Both Marines dropped, gritting their teeth, as Caesar Russell came charging out of the internal building nearby, his P-90 pressed against his shoulder, firing wildly, his eyes gleaming with madness.

Schofield — hurt for sure, but far more mobile than Gant — pushed Gant behind the remains of Bravo Unit's crate barricade.

Then he grabbed her Beretta and made a loping dash the other way, through the strobing red on-black world, toward the remains of Nighthawk Two over by the personnel elevator, trying to draw Caesar's fire away from Gant.

The massive Marine Corps Super Stallion was still parked in front of the regular elevator's doors — battered and dented, its entire cockpit section blasted wide open.

Caesar's stream of bullets chewed up the ground at his heels, but it was loose fire, and in the flashing red light, Caesar missed wide.

Schofield made it to the Super Stallion, dived into its exploded-open cockpit, just as the chopper's walls erupted with bullet holes.

'Come on, hero!' Caesar yelled. 'What's the matter? Can't shoot back? What're you afraid of? Go on! Find a gun and shoot back!'

That, however, was the one thing Schofield couldn't do.
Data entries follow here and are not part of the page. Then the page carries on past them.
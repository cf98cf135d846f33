//! KML documents, plain or zipped as KMZ.
//!
//! Each `Folder` holding placemarks is a layer named after the folder;
//! placemarks outside any folder belong to a layer named after the file.
//! Coordinates are always longitude/latitude.

use std::fs::{self, File};
use std::io::{Read, Write};
use std::path::Path;

use log::{debug, warn};
use quick_xml::Reader;
use quick_xml::escape::escape;
use quick_xml::events::{BytesStart, Event};
use serde_json::Value;
use zip::ZipArchive;
use zip::write::SimpleFileOptions;

use crate::error::{FormatError, IoErrorExt, Result};
use crate::formats::attributes::{Properties, batch_to_properties, properties_to_batch, value_to_text};
use crate::formats::{SourceLayer, layer_name};
use crate::geometry::{Coordinate, Geometry};
use crate::projection::LONGITUDE_LATITUDE_PROJ4;
use crate::table::GeoTable;

/// Name of the KML entry written inside a KMZ.
const KMZ_DOCUMENT: &str = "doc.kml";

/// Reads a `.kml` file.
///
/// # Errors
///
/// Fails when the file cannot be read or is not well-formed XML.
pub fn read_kml(path: &Path) -> Result<Vec<SourceLayer>> {
    let text = fs::read_to_string(path).with_read_context("KML", path)?;
    parse_kml(&text, &layer_name(path))
}

/// Reads a `.kmz` archive: the first `.kml` entry, preferring `doc.kml`.
///
/// # Errors
///
/// Fails when the archive cannot be opened, holds no KML, or the KML is not
/// well-formed.
pub fn read_kmz(path: &Path) -> Result<Vec<SourceLayer>> {
    let file = File::open(path).with_read_context("KMZ", path)?;
    let mut archive = ZipArchive::new(file).with_read_context("KMZ", path)?;
    let names: Vec<String> = archive.file_names().map(str::to_string).collect();
    let entry = names
        .iter()
        .find(|name| name.eq_ignore_ascii_case(KMZ_DOCUMENT))
        .or_else(|| names.iter().find(|name| name.to_ascii_lowercase().ends_with(".kml")))
        .ok_or_else(|| FormatError::EmptySource {
            path: path.to_path_buf(),
        })?;
    let mut text = String::new();
    archive
        .by_name(entry)
        .with_read_context("KMZ", path)?
        .read_to_string(&mut text)
        .with_read_context("KMZ", path)?;
    parse_kml(&text, &layer_name(path))
}

#[derive(Default)]
struct Placemark {
    properties: Properties,
    parts: Vec<Geometry>,
    rings: Vec<Vec<Coordinate>>,
}

impl Placemark {
    /// One geometry from the parts collected; a `MultiGeometry` must be
    /// homogeneous.
    fn geometry(&mut self) -> Option<Geometry> {
        let parts = std::mem::take(&mut self.parts);
        if parts.len() <= 1 {
            return parts.into_iter().next();
        }
        if parts.iter().all(|g| matches!(g, Geometry::Point(_))) {
            return Some(Geometry::MultiPoint(
                parts.iter().flat_map(|g| g.coordinates().copied().collect::<Vec<_>>()).collect(),
            ));
        }
        let mut lines = Vec::new();
        let mut polygons = Vec::new();
        for part in parts {
            match part {
                Geometry::LineString(line) => lines.push(line),
                Geometry::MultiLineString(more) => lines.extend(more),
                Geometry::Polygon(rings) => polygons.push(rings),
                Geometry::MultiPolygon(more) => polygons.extend(more),
                Geometry::Point(_) | Geometry::MultiPoint(_) => return None,
            }
        }
        match (lines.is_empty(), polygons.is_empty()) {
            (false, true) => Some(Geometry::MultiLineString(lines)),
            (true, false) => Some(Geometry::MultiPolygon(polygons)),
            _ => None,
        }
    }
}

struct Folder {
    name: Option<String>,
    rows: Vec<Properties>,
    geometries: Vec<Option<Geometry>>,
}

impl Folder {
    fn new() -> Self {
        Self {
            name: None,
            rows: Vec::new(),
            geometries: Vec::new(),
        }
    }

    fn into_layer(self, fallback: &str) -> Result<SourceLayer> {
        let name = self.name.unwrap_or_else(|| fallback.to_string());
        Ok(SourceLayer::new(name, properties_to_batch(&self.rows)?)
            .with_native_geometries(self.geometries)
            .with_native_proj4(Some(LONGITUDE_LATITUDE_PROJ4.to_string())))
    }
}

fn parse_coordinates(text: &str) -> Vec<Coordinate> {
    text.split_whitespace()
        .filter_map(|tuple| {
            let values: Vec<f64> = tuple
                .split(',')
                .map(str::parse)
                .collect::<std::result::Result<_, _>>()
                .ok()?;
            Coordinate::from_slice(&values)
        })
        .collect()
}

fn attribute(element: &BytesStart<'_>, name: &str) -> Option<String> {
    element
        .try_get_attribute(name)
        .ok()
        .flatten()
        .and_then(|a| a.unescape_value().ok())
        .map(|v| v.into_owned())
}

fn parse_error(message: impl std::fmt::Display) -> FormatError {
    FormatError::Parse {
        format: "KML".to_string(),
        message: message.to_string(),
    }
}

/// Parses KML text into layers. `document_layer` names the layer holding
/// placemarks found outside any folder.
///
/// # Errors
///
/// Fails when the text is not well-formed XML.
pub fn parse_kml(text: &str, document_layer: &str) -> Result<Vec<SourceLayer>> {
    let mut reader = Reader::from_str(text);
    reader.config_mut().trim_text(true);

    let mut path: Vec<String> = Vec::new();
    let mut folders: Vec<Folder> = Vec::new();
    let mut finished: Vec<Folder> = Vec::new();
    let mut document = Folder::new();
    let mut placemark: Option<Placemark> = None;
    let mut data_name: Option<String> = None;
    let mut text_buffer = String::new();

    loop {
        match reader.read_event().map_err(parse_error)? {
            Event::Start(element) => {
                let name = String::from_utf8_lossy(element.local_name().as_ref()).into_owned();
                text_buffer.clear();
                match name.as_str() {
                    "Folder" => folders.push(Folder::new()),
                    "Placemark" => placemark = Some(Placemark::default()),
                    "Data" | "SimpleData" => data_name = attribute(&element, "name"),
                    _ => {},
                }
                path.push(name);
            },
            Event::Text(content) => {
                text_buffer.push_str(&content.unescape().map_err(parse_error)?);
            },
            Event::CData(content) => {
                text_buffer.push_str(&String::from_utf8_lossy(&content));
            },
            Event::End(_) => {
                let Some(name) = path.pop() else {
                    return Err(parse_error("unbalanced closing tag").into());
                };
                let parent = path.last().map(String::as_str);
                let value = std::mem::take(&mut text_buffer);
                match (name.as_str(), parent) {
                    ("Folder", _) => {
                        if let Some(folder) = folders.pop() {
                            finished.push(folder);
                        }
                    },
                    ("Placemark", _) => {
                        if let Some(mut done) = placemark.take() {
                            let geometry = done.geometry();
                            if geometry.is_none() {
                                warn!("Placemark without a usable geometry in '{document_layer}'");
                            }
                            let target = folders.last_mut().unwrap_or(&mut document);
                            target.rows.push(done.properties);
                            target.geometries.push(geometry);
                        }
                    },
                    ("name", Some("Folder")) => {
                        if let Some(folder) = folders.last_mut() {
                            folder.name = Some(value);
                        }
                    },
                    ("name" | "description", Some("Placemark")) => {
                        if let Some(current) = placemark.as_mut() {
                            current.properties.insert(name.clone(), Value::String(value));
                        }
                    },
                    ("value", Some("Data")) | ("SimpleData", _) => {
                        if let (Some(current), Some(key)) = (placemark.as_mut(), data_name.clone()) {
                            current.properties.insert(key, Value::String(value));
                        }
                    },
                    ("coordinates", Some(owner)) => {
                        if let Some(current) = placemark.as_mut() {
                            let coordinates = parse_coordinates(&value);
                            let inside_polygon = path.iter().any(|p| p == "Polygon");
                            match owner {
                                "Point" => {
                                    if let Some(first) = coordinates.first() {
                                        current.parts.push(Geometry::Point(*first));
                                    }
                                },
                                "LinearRing" if inside_polygon => current.rings.push(coordinates),
                                "LineString" | "LinearRing" => {
                                    current.parts.push(Geometry::LineString(coordinates));
                                },
                                _ => {},
                            }
                        }
                    },
                    ("Polygon", _) => {
                        if let Some(current) = placemark.as_mut() {
                            let rings = std::mem::take(&mut current.rings);
                            if !rings.is_empty() {
                                current.parts.push(Geometry::Polygon(rings));
                            }
                        }
                    },
                    _ => {},
                }
            },
            Event::Eof => break,
            _ => {},
        }
    }

    let mut layers = Vec::new();
    if !document.geometries.is_empty() {
        layers.push(document.into_layer(document_layer)?);
    }
    for folder in finished {
        if !folder.geometries.is_empty() {
            layers.push(folder.into_layer(document_layer)?);
        }
    }
    debug!("Parsed {} KML layers for '{document_layer}'", layers.len());
    Ok(layers)
}

fn write_coordinates(out: &mut String, coordinates: &[Coordinate]) {
    out.push_str("<coordinates>");
    let tuples: Vec<String> = coordinates
        .iter()
        .map(|c| match c.z {
            Some(z) => format!("{},{},{z}", c.x, c.y),
            None => format!("{},{}", c.x, c.y),
        })
        .collect();
    out.push_str(&tuples.join(" "));
    out.push_str("</coordinates>");
}

fn write_polygon(out: &mut String, rings: &[Vec<Coordinate>]) {
    out.push_str("<Polygon>");
    for (i, ring) in rings.iter().enumerate() {
        let boundary = if i == 0 { "outerBoundaryIs" } else { "innerBoundaryIs" };
        out.push_str(&format!("<{boundary}><LinearRing>"));
        write_coordinates(out, ring);
        out.push_str(&format!("</LinearRing></{boundary}>"));
    }
    out.push_str("</Polygon>");
}

fn write_geometry(out: &mut String, geometry: &Geometry) {
    match geometry {
        Geometry::Point(c) => {
            out.push_str("<Point>");
            write_coordinates(out, std::slice::from_ref(c));
            out.push_str("</Point>");
        },
        Geometry::LineString(line) => {
            out.push_str("<LineString>");
            write_coordinates(out, line);
            out.push_str("</LineString>");
        },
        Geometry::Polygon(rings) => write_polygon(out, rings),
        Geometry::MultiPoint(points) => {
            out.push_str("<MultiGeometry>");
            for point in points {
                write_geometry(out, &Geometry::Point(*point));
            }
            out.push_str("</MultiGeometry>");
        },
        Geometry::MultiLineString(lines) => {
            out.push_str("<MultiGeometry>");
            for line in lines {
                write_geometry(out, &Geometry::LineString(line.clone()));
            }
            out.push_str("</MultiGeometry>");
        },
        Geometry::MultiPolygon(polygons) => {
            out.push_str("<MultiGeometry>");
            for rings in polygons {
                write_polygon(out, rings);
            }
            out.push_str("</MultiGeometry>");
        },
    }
}

/// Renders a table as KML text, one `Folder` per layer. Coordinates are
/// written as they are; callers reproject to longitude/latitude first.
///
/// # Errors
///
/// Fails when the attributes cannot be converted to properties.
pub fn to_kml(table: &GeoTable) -> Result<String> {
    let mut out = String::from(
        "<?xml version=\"1.0\" encoding=\"UTF-8\"?>\n<kml xmlns=\"http://www.opengis.net/kml/2.2\"><Document>",
    );
    for (name, layer) in table.split_by_layer()? {
        out.push_str(&format!("<Folder><name>{}</name>", escape(name.as_str())));
        let rows = batch_to_properties(layer.attributes())?;
        for (properties, geometry) in rows.iter().zip(layer.geometries()) {
            out.push_str("<Placemark>");
            for key in ["name", "description"] {
                if let Some(text) = properties.get(key).and_then(value_to_text) {
                    out.push_str(&format!("<{key}>{}</{key}>", escape(text.as_str())));
                }
            }
            let data: Vec<(&String, String)> = properties
                .iter()
                .filter(|(key, _)| !matches!(key.as_str(), "name" | "description"))
                .filter_map(|(key, value)| value_to_text(value).map(|text| (key, text)))
                .collect();
            if !data.is_empty() {
                out.push_str("<ExtendedData>");
                for (key, text) in data {
                    out.push_str(&format!(
                        "<Data name=\"{}\"><value>{}</value></Data>",
                        escape(key.as_str()),
                        escape(text.as_str())
                    ));
                }
                out.push_str("</ExtendedData>");
            }
            write_geometry(&mut out, geometry);
            out.push_str("</Placemark>");
        }
        out.push_str("</Folder>");
    }
    out.push_str("</Document></kml>\n");
    Ok(out)
}

/// Writes a `.kml` file.
///
/// # Errors
///
/// Fails when the file cannot be written.
pub fn write_kml(table: &GeoTable, path: &Path) -> Result<()> {
    let text = to_kml(table)?;
    fs::write(path, text).with_write_context("KML", path)?;
    debug!("Wrote {} placemarks to {}", table.len(), path.display());
    Ok(())
}

/// Writes a `.kmz` archive holding a single `doc.kml`.
///
/// # Errors
///
/// Fails when the archive cannot be written.
pub fn write_kmz(table: &GeoTable, path: &Path) -> Result<()> {
    let text = to_kml(table)?;
    let file = File::create(path).with_write_context("KMZ", path)?;
    let mut archive = zip::ZipWriter::new(file);
    archive
        .start_file(KMZ_DOCUMENT, SimpleFileOptions::default())
        .with_write_context("KMZ", path)?;
    archive
        .write_all(text.as_bytes())
        .with_write_context("KMZ", path)?;
    archive.finish().with_write_context("KMZ", path)?;
    debug!("Wrote {} placemarks to {}", table.len(), path.display());
    Ok(())
}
If he killed Caesar, he killed every major city in northern America.

Goddamnit! he thought.

It was the worst possible situation.

He was being fired upon by a man he couldn't fire back at!

'Fox!' he yelled into his wrist mike. 'You okay?'

A stifled grimace over his earpiece. 'Yeah…'

Schofield yelled, 'We have to grab him and get him out of here! Any ideas?'

Gant's reply was drowned out by the complex's electronic voice.
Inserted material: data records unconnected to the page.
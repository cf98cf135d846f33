//! Projection descriptor resolution.
//!
//! A descriptor is a PROJ parameter string (or any CRS text PROJ accepts, such
//! as the WKT found in a shapefile `.prj`). Descriptors compare by exact string
//! equality after [`normalize_proj4`]; no semantic CRS equivalence is checked.
//!
//! Resolution is an ordered fallback chain: an explicit descriptor wins, then a
//! sibling `.proj4` file, then the CRS embedded in the source format, then
//! longitude/latitude.

use std::fmt;
use std::fs;
use std::path::{Path, PathBuf};
use std::str::FromStr;

use log::debug;

use crate::error::{IoErrorExt, ProjectionError, Result};

/// Longitude/latitude on the WGS84 datum (EPSG:4326).
pub const LONGITUDE_LATITUDE_PROJ4: &str = "+proj=longlat +datum=WGS84 +no_defs";

/// Spherical (web) mercator (EPSG:3857).
pub const SPHERICAL_MERCATOR_PROJ4: &str = "+proj=merc +a=6378137 +b=6378137 +lat_ts=0 +lon_0=0 \
     +x_0=0 +y_0=0 +k=1 +units=m +nadgrids=@null +wktext +no_defs";

/// Token asking for the descriptor stored next to the source in a `.proj4` file.
pub const SIDECAR_TOKEN: &str = "@proj4";

/// Extension of sidecar projection files.
pub const SIDECAR_EXTENSION: &str = "proj4";

/// Projections that can be named instead of spelled out.
#[derive(Debug, Clone, Copy, PartialEq, Eq)]
pub enum WellKnownProjection {
    LongitudeLatitude,
    SphericalMercator,
}

impl WellKnownProjection {
    #[must_use]
    pub fn proj4(&self) -> String {
        normalize_proj4(match self {
            WellKnownProjection::LongitudeLatitude => LONGITUDE_LATITUDE_PROJ4,
            WellKnownProjection::SphericalMercator => SPHERICAL_MERCATOR_PROJ4,
        })
    }
}

/// How a caller refers to a projection.
#[derive(Debug, Clone, Default, PartialEq, Eq)]
pub enum ProjectionReference {
    /// Longitude/latitude unless the source says otherwise.
    #[default]
    Default,
    /// A descriptor given verbatim.
    Explicit(String),
    /// Read `<source stem>.proj4` next to the source.
    Sidecar,
    /// A projection known by name.
    Named(WellKnownProjection),
    /// The UTM zone containing the centroid of the loaded geometries.
    Utm,
}

impl FromStr for ProjectionReference {
    type Err = std::convert::Infallible;

    fn from_str(s: &str) -> std::result::Result<Self, Self::Err> {
        let trimmed = s.trim();
        Ok(match trimmed.to_ascii_lowercase().as_str() {
            "" => ProjectionReference::Default,
            SIDECAR_TOKEN => ProjectionReference::Sidecar,
            "lonlat" | "longlat" | "epsg:4326" => {
                ProjectionReference::Named(WellKnownProjection::LongitudeLatitude)
            },
            "mercator" | "epsg:3857" => {
                ProjectionReference::Named(WellKnownProjection::SphericalMercator)
            },
            "utm" => ProjectionReference::Utm,
            _ => ProjectionReference::Explicit(trimmed.to_string()),
        })
    }
}

impl fmt::Display for ProjectionReference {
    fn fmt(&self, f: &mut fmt::Formatter<'_>) -> fmt::Result {
        match self {
            ProjectionReference::Default => f.write_str("default"),
            ProjectionReference::Explicit(proj4) => f.write_str(proj4),
            ProjectionReference::Sidecar => f.write_str(SIDECAR_TOKEN),
            ProjectionReference::Named(named) => f.write_str(&named.proj4()),
            ProjectionReference::Utm => f.write_str("utm"),
        }
    }
}

/// Normalizes a descriptor: surrounding whitespace is trimmed and inner runs
/// of whitespace collapse to a single space.
#[must_use]
pub fn normalize_proj4(proj4: &str) -> String {
    proj4.split_whitespace().collect::<Vec<_>>().join(" ")
}

/// Resolves a reference for a source that carries no CRS of its own.
///
/// `source_path` locates the sidecar file when one is requested.
///
/// # Errors
///
/// Fails with [`ProjectionError::UnsupportedProjection`] for an empty explicit
/// descriptor or [`ProjectionReference::Utm`], which needs geometries to
/// resolve, and with an I/O error when the sidecar exists but is unreadable.
pub fn resolve(reference: &ProjectionReference, source_path: Option<&Path>) -> Result<String> {
    resolve_with_embedded(reference, source_path, None)
}

/// Resolves a reference through the whole fallback chain:
/// explicit, sidecar `.proj4`, CRS embedded in the source, default.
///
/// # Errors
///
/// See [`resolve`].
pub fn resolve_with_embedded(
    reference: &ProjectionReference,
    source_path: Option<&Path>,
    embedded: Option<&str>,
) -> Result<String> {
    match reference {
        ProjectionReference::Explicit(proj4) => {
            let proj4 = normalize_proj4(proj4);
            if proj4.is_empty() {
                return Err(ProjectionError::UnsupportedProjection {
                    proj4,
                    reason: "empty descriptor".to_string(),
                }
                .into());
            }
            Ok(proj4)
        },
        ProjectionReference::Named(named) => Ok(named.proj4()),
        ProjectionReference::Utm => Err(ProjectionError::UnsupportedProjection {
            proj4: "utm".to_string(),
            reason: "the UTM zone can only be resolved from loaded geometries".to_string(),
        }
        .into()),
        ProjectionReference::Sidecar | ProjectionReference::Default => {
            infer(source_path, embedded)
        },
    }
}

/// Picks the descriptor of a source from its sidecar file, then its embedded
/// CRS, then the longitude/latitude default.
///
/// # Errors
///
/// Returns an I/O error when a sidecar exists but cannot be read.
pub fn infer(source_path: Option<&Path>, embedded: Option<&str>) -> Result<String> {
    if let Some(path) = source_path
        && let Some(proj4) = read_sidecar_proj4(path)?
    {
        debug!("Using sidecar projection for {}: {proj4}", path.display());
        return Ok(proj4);
    }
    if let Some(embedded) = embedded.map(normalize_proj4)
        && !embedded.is_empty()
    {
        return Ok(embedded);
    }
    Ok(normalize_proj4(LONGITUDE_LATITUDE_PROJ4))
}

/// Path of the sidecar projection file for `source_path`.
#[must_use]
pub fn sidecar_path(source_path: &Path) -> PathBuf {
    source_path.with_extension(SIDECAR_EXTENSION)
}

/// Reads and normalizes `<stem>.proj4` next to `source_path`, if it exists.
///
/// # Errors
///
/// Returns an I/O error when the file exists but cannot be read.
pub fn read_sidecar_proj4(source_path: &Path) -> Result<Option<String>> {
    let path = sidecar_path(source_path);
    if !path.is_file() {
        return Ok(None);
    }
    let text = fs::read_to_string(&path).with_read_context("proj4", &path)?;
    let proj4 = normalize_proj4(&text);
    Ok((!proj4.is_empty()).then_some(proj4))
}

/// Builds the UTM descriptor for a zone and hemisphere.
#[must_use]
pub fn utm_proj4(zone: u8, north: bool) -> String {
    let mut parts = vec!["+proj=utm".to_string(), format!("+zone={zone}")];
    if !north {
        parts.push("+south".to_string());
    }
    parts.extend(
        ["+ellps=WGS84", "+datum=WGS84", "+units=m", "+no_defs"]
            .iter()
            .map(ToString::to_string),
    );
    parts.join(" ")
}

/// Returns the UTM descriptor of the zone containing a longitude/latitude.
///
/// # Errors
///
/// Fails with [`ProjectionError::InvalidCoordinate`] when longitude is outside
/// [-180, 180] or latitude outside [-90, 90].
pub fn resolve_utm(longitude: f64, latitude: f64) -> Result<String> {
    if !(-180.0..=180.0).contains(&longitude) || !(-90.0..=90.0).contains(&latitude) {
        return Err(ProjectionError::InvalidCoordinate {
            longitude,
            latitude,
        }
        .into());
    }
    #[allow(clippy::cast_possible_truncation, clippy::cast_sign_loss)]
    let zone = (((longitude + 180.0) / 6.0).floor() as u8 + 1).min(60);
    Ok(utm_proj4(zone, latitude >= 0.0))
}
'Warning. Five minutes to facility self-destruct…'

Through a small door-window, Schofield saw Caesar approaching the semi-destroyed helicopter from the side, pummeling its flanks with his fire.
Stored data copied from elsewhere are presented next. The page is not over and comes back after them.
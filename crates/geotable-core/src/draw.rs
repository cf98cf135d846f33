//! SVG rendering of a geotable for a quick look.
//!
//! Each layer gets a colour from a fixed palette in first-appearance order.
//! Coordinates are drawn as they are, with y pointing up.

use std::fs;
use std::path::Path;

use quick_xml::escape::escape;

use crate::error::{IoErrorExt, Result};
use crate::geometry::{BoundingBox, Coordinate, Geometry};
use crate::table::GeoTable;

const PALETTE: [&str; 10] = [
    "#1f77b4", "#ff7f0e", "#2ca02c", "#d62728", "#9467bd", "#8c564b", "#e377c2", "#7f7f7f",
    "#bcbd22", "#17becf",
];

const CANVAS: f64 = 800.0;
const MARGIN: f64 = 10.0;

/// Colour of each layer, in first-appearance order.
#[must_use]
pub fn layer_colors(table: &GeoTable) -> Vec<(String, &'static str)> {
    table
        .layer_names()
        .into_iter()
        .enumerate()
        .map(|(i, name)| (name.to_string(), PALETTE[i % PALETTE.len()]))
        .collect()
}

/// Maps table coordinates onto the canvas.
struct Viewport {
    bounds: BoundingBox,
    scale: f64,
}

impl Viewport {
    fn new(bounds: BoundingBox) -> Self {
        let span = (bounds.max_x - bounds.min_x).max(bounds.max_y - bounds.min_y);
        let scale = if span > 0.0 {
            (CANVAS - 2.0 * MARGIN) / span
        } else {
            1.0
        };
        Self { bounds, scale }
    }

    fn project(&self, c: &Coordinate) -> (f64, f64) {
        (
            MARGIN + (c.x - self.bounds.min_x) * self.scale,
            MARGIN + (self.bounds.max_y - c.y) * self.scale,
        )
    }

    fn points(&self, coordinates: &[Coordinate]) -> String {
        coordinates
            .iter()
            .map(|c| {
                let (x, y) = self.project(c);
                format!("{x:.2},{y:.2}")
            })
            .collect::<Vec<_>>()
            .join(" ")
    }

    fn ring_path(&self, ring: &[Coordinate], out: &mut String) {
        for (i, c) in ring.iter().enumerate() {
            let (x, y) = self.project(c);
            out.push_str(&format!("{}{x:.2},{y:.2} ", if i == 0 { "M" } else { "L" }));
        }
        out.push_str("Z ");
    }
}

fn draw_polygons(out: &mut String, view: &Viewport, polygons: &[&Vec<Vec<Coordinate>>], color: &str) {
    let mut d = String::new();
    for rings in polygons {
        for ring in rings.iter() {
            view.ring_path(ring, &mut d);
        }
    }
    out.push_str(&format!(
        "  <path d=\"{}\" fill=\"{color}\" fill-opacity=\"0.4\" fill-rule=\"evenodd\" stroke=\"{color}\"/>\n",
        d.trim_end()
    ));
}

fn draw_geometry(out: &mut String, view: &Viewport, geometry: &Geometry, color: &str) {
    match geometry {
        Geometry::Point(c) => {
            let (x, y) = view.project(c);
            out.push_str(&format!("  <circle cx=\"{x:.2}\" cy=\"{y:.2}\" r=\"3\" fill=\"{color}\"/>\n"));
        },
        Geometry::MultiPoint(points) => {
            for c in points {
                draw_geometry(out, view, &Geometry::Point(*c), color);
            }
        },
        Geometry::LineString(line) => {
            out.push_str(&format!(
                "  <polyline points=\"{}\" fill=\"none\" stroke=\"{color}\"/>\n",
                view.points(line)
            ));
        },
        Geometry::MultiLineString(lines) => {
            for line in lines {
                draw_geometry(out, view, &Geometry::LineString(line.clone()), color);
            }
        },
        Geometry::Polygon(rings) => draw_polygons(out, view, &[rings], color),
        Geometry::MultiPolygon(polygons) => {
            draw_polygons(out, view, &polygons.iter().collect::<Vec<_>>(), color);
        },
    }
}

/// Renders every geometry of `table` as an SVG document.
#[must_use]
pub fn draw(table: &GeoTable) -> String {
    #[allow(clippy::cast_possible_truncation, clippy::cast_sign_loss)]
    let size = CANVAS as u32;
    let mut out = format!(
        "<svg xmlns=\"http://www.w3.org/2000/svg\" width=\"{size}\" height=\"{size}\" viewBox=\"0 0 {size} {size}\">\n"
    );
    if let Some(bounds) = BoundingBox::of(table.geometries()) {
        let view = Viewport::new(bounds);
        for (layer, color) in layer_colors(table) {
            out.push_str(&format!(" <g id=\"{}\">\n", escape(layer.as_str())));
            for (geometry, _) in table
                .geometries()
                .iter()
                .zip(table.layers())
                .filter(|(_, name)| **name == layer)
            {
                draw_geometry(&mut out, &view, geometry, color);
            }
            out.push_str(" </g>\n");
        }
    }
    out.push_str("</svg>\n");
    out
}

/// Writes [`draw`] output to `path`.
///
/// # Errors
///
/// Fails when the file cannot be written.
pub fn write_svg(table: &GeoTable, path: &Path) -> Result<()> {
    fs::write(path, draw(table)).with_write_context("SVG", path)
}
'You like that, hero?' the Air Force general yelled. 'You like that!'

Inside the blasted-open cockpit, everything was shuddering and shaking under the weight of Caesar's fire. Schofield clenched his teeth, gripped his gun. The two bullet holes in his shoulder hurt like hell, but adrenaline was keeping him going.

Through the cracked door-window of the Super Stallion he saw Caesar — crazed and deranged — firing like a yee-ha cowboy at the chopper, striding cockily around it, heading toward its open cockpit.

Caesar would have him in about four seconds…

Then suddenly Gant's voice exploded through his earpiece.

'Scarecrow! Get ready to shoot. There might be another way…'

'But I can't shoot!' Schofield yelled.

'Just give me a second here!'

Over by the elevator shaft, Gant was crouched over the object she had been searching for earlier — the black box that she had pilfered from the AWACS plane down on Level 2 ninety minutes earlier, the black box that she had surreptitiously kicked away from the mini-elevator when she and the President had arrived in the main hangar before.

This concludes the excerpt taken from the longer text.